Weekly Market Commentary – 7/29/2022
-Darren Leavitt, CFA
Investors faced the busiest week of the year as 175 companies representing 50% of the S&P 500’s market capitalization reported 2nd quarter earnings. The results were mixed and produced drastic swings in share prices. Microsoft and Alphabet reported “better than feared” results, while Amazon and Apple provided better than expected results. Chevron and Exxon both crushed their earnings estimates. On the other hand, Meta, Walmart, Shopify, Roku, and Intel were disappointments. Growth issues outperformed over value, and the Mega-caps outperformed their counterparts.
Investors were also faced with the July Federal Open Market Committee’s decision on monetary policy and the subsequent statement from Fed Chairman Jerome Powell. The Committee unanimously decided to increase the policy rate by 75 basis points to a range of 2.25% to 2.50%. The market rallied on the Fed Chairs’ comments that it may be appropriate to wait and see how inflation has been impacted by the front loading of the Fed Funds rate. The Chairman also suggested that the Fed would be data-dependent and willing to go another 75 basis points in the September meeting. However, it will not telegraph its policy to the markets as it has over the last several years. The results will increase the importance of data analysis by the street and likely cause more volatility around key economic reports. Unfortunately, the Fed continues to be in a rock and hard spot as they try to thwart inflation by tightening financial conditions while, at the same time, the markets are loosening financial conditions.

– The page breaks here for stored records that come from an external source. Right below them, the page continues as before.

//! Shared test utilities
//!
//! Scripted stand-ins for the transport and the four pipeline backends.

#![allow(dead_code)]

use std::path::{Path, PathBuf};
use std::sync::Arc;
use std::sync::atomic::{AtomicUsize, Ordering};

use async_trait::async_trait;
use tokio::sync::Mutex;
use voice_relay::agent::ReplyEngine;
use voice_relay::artifact::Artifact;
use voice_relay::channels::{BotCommandKind, Channel, IncomingMessage, MessageKind};
use voice_relay::voice::{AudioSource, Synthesizer, Transcriber};
use voice_relay::{Error, Orchestrator, Result};

/// Something the relay sent to a chat
#[derive(Debug, Clone, PartialEq, Eq)]
pub enum Sent {
    Text(String),
    Voice(PathBuf),
}

/// Records everything sent through it
#[derive(Default)]
pub struct MockChannel {
    sent: Mutex<Vec<(String, Sent)>>,
    typing: AtomicUsize,
    pub fail_sends: bool,
}

impl MockChannel {
    /// Channel whose sends all fail after being recorded
    pub fn failing() -> Self {
        Self {
            fail_sends: true,
            ..Self::default()
        }
    }

    /// Replies in send order, without chat ids
    pub async fn replies(&self) -> Vec<Sent> {
        self.sent.lock().await.iter().map(|(_, s)| s.clone()).collect()
    }

    /// Replies sent to `chat_id`
    pub async fn replies_to(&self, chat_id: &str) -> Vec<Sent> {
        self.sent
            .lock()
            .await
            .iter()
            .filter(|(c, _)| c == chat_id)
            .map(|(_, s)| s.clone())
            .collect()
    }

    pub fn typing_count(&self) -> usize {
        self.typing.load(Ordering::SeqCst)
    }
}

#[async_trait]
impl Channel for MockChannel {
    fn name(&self) -> &'static str {
        "mock"
    }

    async fn connect(&mut self) -> Result<()> {
        Ok(())
    }

    async fn send_text(&self, chat_id: &str, text: &str) -> Result<()> {
        self.sent.lock().await.push((chat_id.to_string(), Sent::Text(text.to_string())));
        if self.fail_sends {
            return Err(Error::Channel("send rejected".to_string()));
        }
        Ok(())
    }

    async fn send_voice_file(&self, chat_id: &str, path: &Path, _display_name: &str) -> Result<()> {
        self.sent.lock().await.push((chat_id.to_string(), Sent::Voice(path.to_path_buf())));
        if self.fail_sends {
            return Err(Error::Channel("send rejected".to_string()));
        }
        Ok(())
    }

    async fn send_typing(&self, _chat_id: &str) -> Result<()> {
        self.typing.fetch_add(1, Ordering::SeqCst);
        Ok(())
    }

    async fn file_url(&self, handle: &str) -> Result<String> {
        Ok(format!("mock://{handle}"))
    }
}

/// Scripted audio artifact producer
///
/// With `create_file` the file is written and owned by a scoped artifact,
/// otherwise the path is returned as-is and never touched.
pub struct ScriptedFile {
    pub path: Option<PathBuf>,
    pub create_file: bool,
    pub calls: AtomicUsize,
}

impl ScriptedFile {
    pub fn ok(path: impl Into<PathBuf>) -> Self {
        Self {
            path: Some(path.into()),
            create_file: false,
            calls: AtomicUsize::new(0),
        }
    }

    pub fn created(path: impl Into<PathBuf>) -> Self {
        Self {
            create_file: true,
            ..Self::ok(path)
        }
    }

    pub fn failing() -> Self {
        Self {
            path: None,
            create_file: false,
            calls: AtomicUsize::new(0),
        }
    }

    pub fn calls(&self) -> usize {
        self.calls.load(Ordering::SeqCst)
    }

    fn produce(&self) -> Option<Artifact> {
        self.calls.fetch_add(1, Ordering::SeqCst);
        let path = self.path.clone()?;
        if self.create_file {
            std::fs::write(&path, b"audio").unwrap();
            Some(Artifact::scoped(path))
        } else {
            Some(Artifact::retained(path))
        }
    }
}

#[async_trait]
impl AudioSource for ScriptedFile {
    async fn fetch(&self, handle: &str, _mime_hint: Option<&str>) -> Result<Artifact> {
        self.produce()
            .ok_or_else(|| Error::Fetch(format!("no such file: {handle}")))
    }
}

#[async_trait]
impl Synthesizer for ScriptedFile {
    async fn synthesize(&self, _text: &str) -> Result<Artifact> {
        self.produce()
            .ok_or_else(|| Error::Tts("quota exceeded".to_string()))
    }
}

/// Scripted transcriber; records the paths it was given
pub struct ScriptedTranscriber {
    pub text: Option<String>,
    pub inputs: Mutex<Vec<PathBuf>>,
}

impl ScriptedTranscriber {
    pub fn ok(text: &str) -> Self {
        Self {
            text: Some(text.to_string()),
            inputs: Mutex::new(Vec::new()),
        }
    }

    pub fn failing() -> Self {
        Self {
            text: None,
            inputs: Mutex::new(Vec::new()),
        }
    }

    pub async fn calls(&self) -> usize {
        self.inputs.lock().await.len()
    }
}

#[async_trait]
impl Transcriber for ScriptedTranscriber {
    async fn transcribe(&self, path: &Path) -> Result<String> {
        self.inputs.lock().await.push(path.to_path_buf());
        self.text
            .clone()
            .ok_or_else(|| Error::Stt("Whisper API error 400: bad audio".to_string()))
    }
}

/// Scripted reply engine; records (conversation key, text) pairs
pub struct ScriptedEngine {
    pub answer: Option<String>,
    pub diagnostic: Option<serde_json::Value>,
    pub inputs: Mutex<Vec<(String, String)>>,
    /// Channel whose replies are snapshotted when `respond` starts
    pub watched: Option<Arc<MockChannel>>,
    pub replies_at_call: Mutex<Vec<Vec<Sent>>>,
}

impl ScriptedEngine {
    pub fn ok(answer: &str) -> Self {
        Self {
            answer: Some(answer.to_string()),
            diagnostic: None,
            inputs: Mutex::new(Vec::new()),
            watched: None,
            replies_at_call: Mutex::new(Vec::new()),
        }
    }

    pub fn failing(diagnostic: Option<serde_json::Value>) -> Self {
        Self {
            answer: None,
            diagnostic,
            inputs: Mutex::new(Vec::new()),
            watched: None,
            replies_at_call: Mutex::new(Vec::new()),
        }
    }

    /// Record what `channel` had already sent each time the engine is asked
    pub fn watching(mut self, channel: &Arc<MockChannel>) -> Self {
        self.watched = Some(Arc::clone(channel));
        self
    }

    pub async fn calls(&self) -> usize {
        self.inputs.lock().await.len()
    }
}

#[async_trait]
impl ReplyEngine for ScriptedEngine {
    async fn respond(&self, conversation_key: &str, text: &str) -> Result<String> {
        if let Some(channel) = &self.watched {
            let replies = channel.replies().await;
            self.replies_at_call.lock().await.push(replies);
        }
        self.inputs
            .lock()
            .await
            .push((conversation_key.to_string(), text.to_string()));
        self.answer.clone().ok_or_else(|| Error::Reply {
            message: "backend returned 429 Too Many Requests".to_string(),
            diagnostic: self.diagnostic.clone(),
        })
    }
}

/// All collaborators of one orchestrator
pub struct Fixture {
    pub channel: Arc<MockChannel>,
    pub fetcher: Arc<ScriptedFile>,
    pub transcriber: Arc<ScriptedTranscriber>,
    pub engine: Arc<ScriptedEngine>,
    pub synthesizer: Arc<ScriptedFile>,
}

impl Default for Fixture {
    /// The happy-path voice scenario
    fn default() -> Self {
        Self {
            channel: Arc::new(MockChannel::default()),
            fetcher: Arc::new(ScriptedFile::ok("/tmp/abc123.ogg")),
            transcriber: Arc::new(ScriptedTranscriber::ok("What's the weather")),
            engine: Arc::new(ScriptedEngine::ok("I don't have real-time data.")),
            synthesizer: Arc::new(ScriptedFile::ok("/tmp/out1.mp3")),
        }
    }
}

impl Fixture {
    pub fn orchestrator(&self) -> Orchestrator {
        Orchestrator::new(
            Arc::clone(&self.channel) as Arc<dyn Channel>,
            Arc::clone(&self.fetcher) as Arc<dyn AudioSource>,
            Arc::clone(&self.transcriber) as Arc<dyn Transcriber>,
            Arc::clone(&self.engine) as Arc<dyn ReplyEngine>,
            Arc::clone(&self.synthesizer) as Arc<dyn Synthesizer>,
        )
    }
}

fn message(chat_id: &str, kind: MessageKind) -> IncomingMessage {
    IncomingMessage {
        id: "1".to_string(),
        chat_id: chat_id.to_string(),
        sender_id: "7".to_string(),
        sender_name: "Ada".to_string(),
        kind,
    }
}

pub fn voice(chat_id: &str, handle: &str) -> IncomingMessage {
    message(
        chat_id,
        MessageKind::Voice {
            handle: handle.to_string(),
            mime_hint: Some("audio/ogg".to_string()),
        },
    )
}

pub fn text(chat_id: &str, body: &str) -> IncomingMessage {
    message(chat_id, MessageKind::Text { body: body.to_string() })
}

pub fn command(chat_id: &str, command: BotCommandKind) -> IncomingMessage {
    message(chat_id, MessageKind::Command(command))
}

pub fn unsupported(chat_id: &str) -> IncomingMessage {
    message(chat_id, MessageKind::Unsupported)
}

Economic data for the week was highlighted by the advanced reading of 2nd quarter GDP, which showed a contraction of 0.9%. The street had been looking for growth of 0.5%. The final reading of Q1 GDP showed a contraction of 1.6%. If the Q2 readings continue to show contraction, there is an argument that we are technically in recession. The debate of whether or not we are in a recession will take on many forms, but the most prominent rebuttal to the notion that we are currently in a recession is based on a continued strong employment market. Initial claims for the week came in at 256k versus the street’s estimate of 253K. Continuing claims fell by 25k to 1.359M. Inflation data included the Federal Reserve preferred measure of PCE, which came in at 0.6%, in line with estimates but up 6.8%, the highest level since 1982. Core PCE was also in line with expectations at 0.5%. The Employment Cost Index ticked higher to 1.3% versus the consensus estimate of 1.1%. Personal Income increased by 0.6%, slightly higher than the 0.5% consensus. Personal spending increased by 1.1%, which was also higher than estimated. The final reading of the University of Michigan’s Consumer Sentiment plummeted to 51.5%, the 2nd lowest reading ever.
The S&P 500 gained 4.3%, the Dow rose 3%, the NASDAQ increased by 4.7%, and the Russell 2000 added 4.3%. The US Treasury curve inverted further, with the 2-year note yield falling nine basis points to 2.90%. The 10-year yield fell fourteen basis points to 2.64%. As mentioned before, the lower rates across the curve loosen financial conditions. Oil prices traded fractionally higher. WTI increased by $0.61, closing at $98.55 a barrel. Gold prices increased by 4.7% or $80.2 to $1783 an Oz. Copper prices soared by 10.5% to close at $3.57 an Lb. The US dollar weakened against the majors and lost significantly against the Japanese Yen.